EXERCISE OBJECTIVE: Could you give the records below again exactly as they stand?

Stored dataset items:

Start of Block

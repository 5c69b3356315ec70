// src/sources/mod.rs
pub mod arcgis;
pub mod hdx;
pub mod hip;
pub mod html;
pub mod nssd;

use log::warn;
use serde::Serialize;
use std::future::Future;
use std::time::Duration;

use crate::models::record::Source;

/// Why a source contributed nothing to this run.
#[derive(Debug, Clone, PartialEq, Serialize)]
pub struct SourceDiagnostic {
    pub source: Source,
    pub reason: String,
}

/// Result of one source fetch. A failure never escapes; it is folded into a
/// diagnostic and an empty contribution.
#[derive(Debug)]
pub enum SourceOutcome<T> {
    Collected(Vec<T>),
    Failed { source: Source, reason: String },
}

impl<T> SourceOutcome<T> {
    pub fn from_result(source: Source, result: anyhow::Result<Vec<T>>) -> Self {
        match result {
            Ok(records) => SourceOutcome::Collected(records),
            Err(e) => SourceOutcome::Failed {
                source,
                reason: format!("{:#}", e),
            },
        }
    }

    pub fn is_failed(&self) -> bool {
        matches!(self, SourceOutcome::Failed { .. })
    }

    pub fn into_records(self, diagnostics: &mut Vec<SourceDiagnostic>) -> Vec<T> {
        match self {
            SourceOutcome::Collected(records) => records,
            SourceOutcome::Failed { source, reason } => {
                warn!("⚠️  [{}] contributed no records: {}", source, reason);
                diagnostics.push(SourceDiagnostic { source, reason });
                Vec::new()
            }
        }
    }
}

/// Runs one source fetch under an overall deadline.
pub async fn run_with_timeout<T, F>(source: Source, limit: Duration, fetch: F) -> SourceOutcome<T>
where
    F: Future<Output = anyhow::Result<Vec<T>>>,
{
    match tokio::time::timeout(limit, fetch).await {
        Ok(result) => SourceOutcome::from_result(source, result),
        Err(_) => SourceOutcome::Failed {
            source,
            reason: format!("timed out after {}s", limit.as_secs()),
        },
    }
}

#[cfg(test)]
mod tests {
    use super::*;
    use anyhow::anyhow;

    #[test]
    fn test_into_records_folds_failures() {
        let mut diagnostics = Vec::new();

        let ok: SourceOutcome<u32> = SourceOutcome::from_result(Source::Hip, Ok(vec![1, 2]));
        assert!(!ok.is_failed());
        assert_eq!(ok.into_records(&mut diagnostics), vec![1, 2]);
        assert!(diagnostics.is_empty());

        let failed: SourceOutcome<u32> = SourceOutcome::from_result(
            Source::Nssd,
            Err(anyhow!("connection reset").context("Failed to fetch NSSD")),
        );
        assert!(failed.is_failed());
        assert!(failed.into_records(&mut diagnostics).is_empty());
        assert_eq!(diagnostics.len(), 1);
        assert_eq!(diagnostics[0].source, Source::Nssd);
        assert_eq!(diagnostics[0].reason, "Failed to fetch NSSD: connection reset");
    }

    #[tokio::test]
    async fn test_run_with_timeout() {
        let outcome = run_with_timeout(Source::Arcgis, Duration::from_secs(5), async {
            Ok(vec!["row"])
        })
        .await;
        assert!(matches!(outcome, SourceOutcome::Collected(ref rows) if rows.len() == 1));

        let outcome: SourceOutcome<&str> =
            run_with_timeout(Source::HdxOsm, Duration::from_millis(20), async {
                tokio::time::sleep(Duration::from_secs(5)).await;
                Ok(vec![])
            })
            .await;
        let mut diagnostics = Vec::new();
        assert!(outcome.into_records(&mut diagnostics).is_empty());
        assert_eq!(diagnostics[0].source, Source::HdxOsm);
        assert!(diagnostics[0].reason.contains("timed out"));
    }
}
// src/models/stats_models.rs
use chrono::NaiveDateTime;
use serde::Serialize;

use super::record::{FacilityRecord, Source};

#[derive(Debug, Clone, Serialize)]
pub struct SourceStats {
    pub source: Source,
    /// Normalized records the source produced before reconciliation
    pub records: usize,
    /// Records of this source that survived into each output
    pub in_hospitals: usize,
    pub in_all_facilities: usize,
    pub fetch_time: f64,
    pub failed: bool,
    pub failure_reason: Option<String>,
}

impl SourceStats {
    pub fn new(source: Source, records: usize, fetch_time: f64) -> Self {
        Self {
            source,
            records,
            in_hospitals: 0,
            in_all_facilities: 0,
            fetch_time,
            failed: false,
            failure_reason: None,
        }
    }

    pub fn count_contributions(&mut self, hospitals: &[FacilityRecord], all: &[FacilityRecord]) {
        self.in_hospitals = hospitals.iter().filter(|r| r.source == self.source).count();
        self.in_all_facilities = all.iter().filter(|r| r.source == self.source).count();
    }
}

#[derive(Debug, Clone, Serialize)]
pub struct PipelineStats {
    pub run_id: String,
    pub run_timestamp: NaiveDateTime,
    pub description: Option<String>,
    pub boundaries_loaded: usize,
    pub source_stats: Vec<SourceStats>,
    pub hospitals_count: usize,
    pub all_facilities_count: usize,
    pub fetch_time: f64,
    pub reconcile_time: f64,
    pub export_time: f64,
    pub total_processing_time: f64,
}

impl PipelineStats {
    pub fn new(run_id: &str, run_timestamp: NaiveDateTime, description: Option<&str>) -> Self {
        Self {
            run_id: run_id.to_string(),
            run_timestamp,
            description: description.map(|s| s.to_string()),
            boundaries_loaded: 0,
            source_stats: Vec::new(),
            hospitals_count: 0,
            all_facilities_count: 0,
            fetch_time: 0.0,
            reconcile_time: 0.0,
            export_time: 0.0,
            total_processing_time: 0.0,
        }
    }

    pub fn failed_sources(&self) -> Vec<Source> {
        self.source_stats
            .iter()
            .filter(|s| s.failed)
            .map(|s| s.source)
            .collect()
    }
}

End of Block

WRITTEN REPLY:
repository 5c69b3356315ec70
// src/sources/mod.rs
pub mod arcgis;
pub mod hdx;
pub mod hip;
pub mod html;
pub mod nssd;

use log::warn;
use serde::Serialize;
use std::future::Future;
use std::time::Duration;

use crate::models::record::Source;

/// Why a source contributed nothing to this run.
#[derive(Debug, Clone, PartialEq, Serialize)]
pub struct SourceDiagnostic {
    pub source: Source,
    pub reason: String,
}

/// Result of one source fetch. A failure never escapes; it is folded into a
/// diagnostic and an empty contribution.
#[derive(Debug)]
pub enum SourceOutcome<T> {
    Collected(Vec<T>),
    Failed { source: Source, reason: String },
}

impl<T> SourceOutcome<T> {
    pub fn from_result(source: Source, result: anyhow::Result<Vec<T>>) -> Self {
        match result {
            Ok(records) => SourceOutcome::Collected(records),
            Err(e) => SourceOutcome::Failed {
                source,
                reason: format!("{:#}", e),
            },
        }
    }

    pub fn is_failed(&self) -> bool {
        matches!(self, SourceOutcome::Failed { .. })
    }

    pub fn into_records(self, diagnostics: &mut Vec<SourceDiagnostic>) -> Vec<T> {
        match self {
            SourceOutcome::Collected(records) => records,
            SourceOutcome::Failed { source, reason } => {
                warn!("⚠️  [{}] contributed no records: {}", source, reason);
                diagnostics.push(SourceDiagnostic { source, reason });
                Vec::new()
            }
        }
    }
}

/// Runs one source fetch under an overall deadline.
pub async fn run_with_timeout<T, F>(source: Source, limit: Duration, fetch: F) -> SourceOutcome<T>
where
    F: Future<Output = anyhow::Result<Vec<T>>>,
{
    match tokio::time::timeout(limit, fetch).await {
        Ok(result) => SourceOutcome::from_result(source, result),
        Err(_) => SourceOutcome::Failed {
            source,
            reason: format!("timed out after {}s", limit.as_secs()),
        },
    }
}

#[cfg(test)]
mod tests {
    use super::*;
    use anyhow::anyhow;

    #[test]
    fn test_into_records_folds_failures() {
        let mut diagnostics = Vec::new();

        let ok: SourceOutcome<u32> = SourceOutcome::from_result(Source::Hip, Ok(vec![1, 2]));
        assert!(!ok.is_failed());
        assert_eq!(ok.into_records(&mut diagnostics), vec![1, 2]);
        assert!(diagnostics.is_empty());

        let failed: SourceOutcome<u32> = SourceOutcome::from_result(
            Source::Nssd,
            Err(anyhow!("connection reset").context("Failed to fetch NSSD")),
        );
        assert!(failed.is_failed());
        assert!(failed.into_records(&mut diagnostics).is_empty());
        assert_eq!(diagnostics.len(), 1);
        assert_eq!(diagnostics[0].source, Source::Nssd);
        assert_eq!(diagnostics[0].reason, "Failed to fetch NSSD: connection reset");
    }

    #[tokio::test]
    async fn test_run_with_timeout() {
        let outcome = run_with_timeout(Source::Arcgis, Duration::from_secs(5), async {
            Ok(vec!["row"])
        })
        .await;
        assert!(matches!(outcome, SourceOutcome::Collected(ref rows) if rows.len() == 1));

        let outcome: SourceOutcome<&str> =
            run_with_timeout(Source::HdxOsm, Duration::from_millis(20), async {
                tokio::time::sleep(Duration::from_secs(5)).await;
                Ok(vec![])
            })
            .await;
        let mut diagnostics = Vec::new();
        assert!(outcome.into_records(&mut diagnostics).is_empty());
        assert_eq!(diagnostics[0].source, Source::HdxOsm);
        assert!(diagnostics[0].reason.contains("timed out"));
    }
}
// src/models/stats_models.rs
use chrono::NaiveDateTime;
use serde::Serialize;

use super::record::{FacilityRecord, Source};

#[derive(Debug, Clone, Serialize)]
pub struct SourceStats {
    pub source: Source,
    /// Normalized records the source produced before reconciliation
    pub records: usize,
    /// Records of this source that survived into each output
    pub in_hospitals: usize,
    pub in_all_facilities: usize,
    pub fetch_time: f64,
    pub failed: bool,
    pub failure_reason: Option<String>,
}

impl SourceStats {
    pub fn new(source: Source, records: usize, fetch_time: f64) -> Self {
        Self {
            source,
            records,
            in_hospitals: 0,
            in_all_facilities: 0,
            fetch_time,
            failed: false,
            failure_reason: None,
        }
    }

    pub fn count_contributions(&mut self, hospitals: &[FacilityRecord], all: &[FacilityRecord]) {
        self.in_hospitals = hospitals.iter().filter(|r| r.source == self.source).count();
        self.in_all_facilities = all.iter().filter(|r| r.source == self.source).count();
    }
}

#[derive(Debug, Clone, Serialize)]
pub struct PipelineStats {
    pub run_id: String,
    pub run_timestamp: NaiveDateTime,
    pub description: Option<String>,
    pub boundaries_loaded: usize,
    pub source_stats: Vec<SourceStats>,
    pub hospitals_count: usize,
    pub all_facilities_count: usize,
    pub fetch_time: f64,
    pub reconcile_time: f64,
    pub export_time: f64,
    pub total_processing_time: f64,
}

impl PipelineStats {
    pub fn new(run_id: &str, run_timestamp: NaiveDateTime, description: Option<&str>) -> Self {
        Self {
            run_id: run_id.to_string(),
            run_timestamp,
            description: description.map(|s| s.to_string()),
            boundaries_loaded: 0,
            source_stats: Vec::new(),
            hospitals_count: 0,
            all_facilities_count: 0,
            fetch_time: 0.0,
            reconcile_time: 0.0,
            export_time: 0.0,
            total_processing_time: 0.0,
        }
    }

    pub fn failed_sources(&self) -> Vec<Source> {
        self.source_stats
            .iter()
            .filter(|s| s.failed)
            .map(|s| s.source)
            .collect()
    }
}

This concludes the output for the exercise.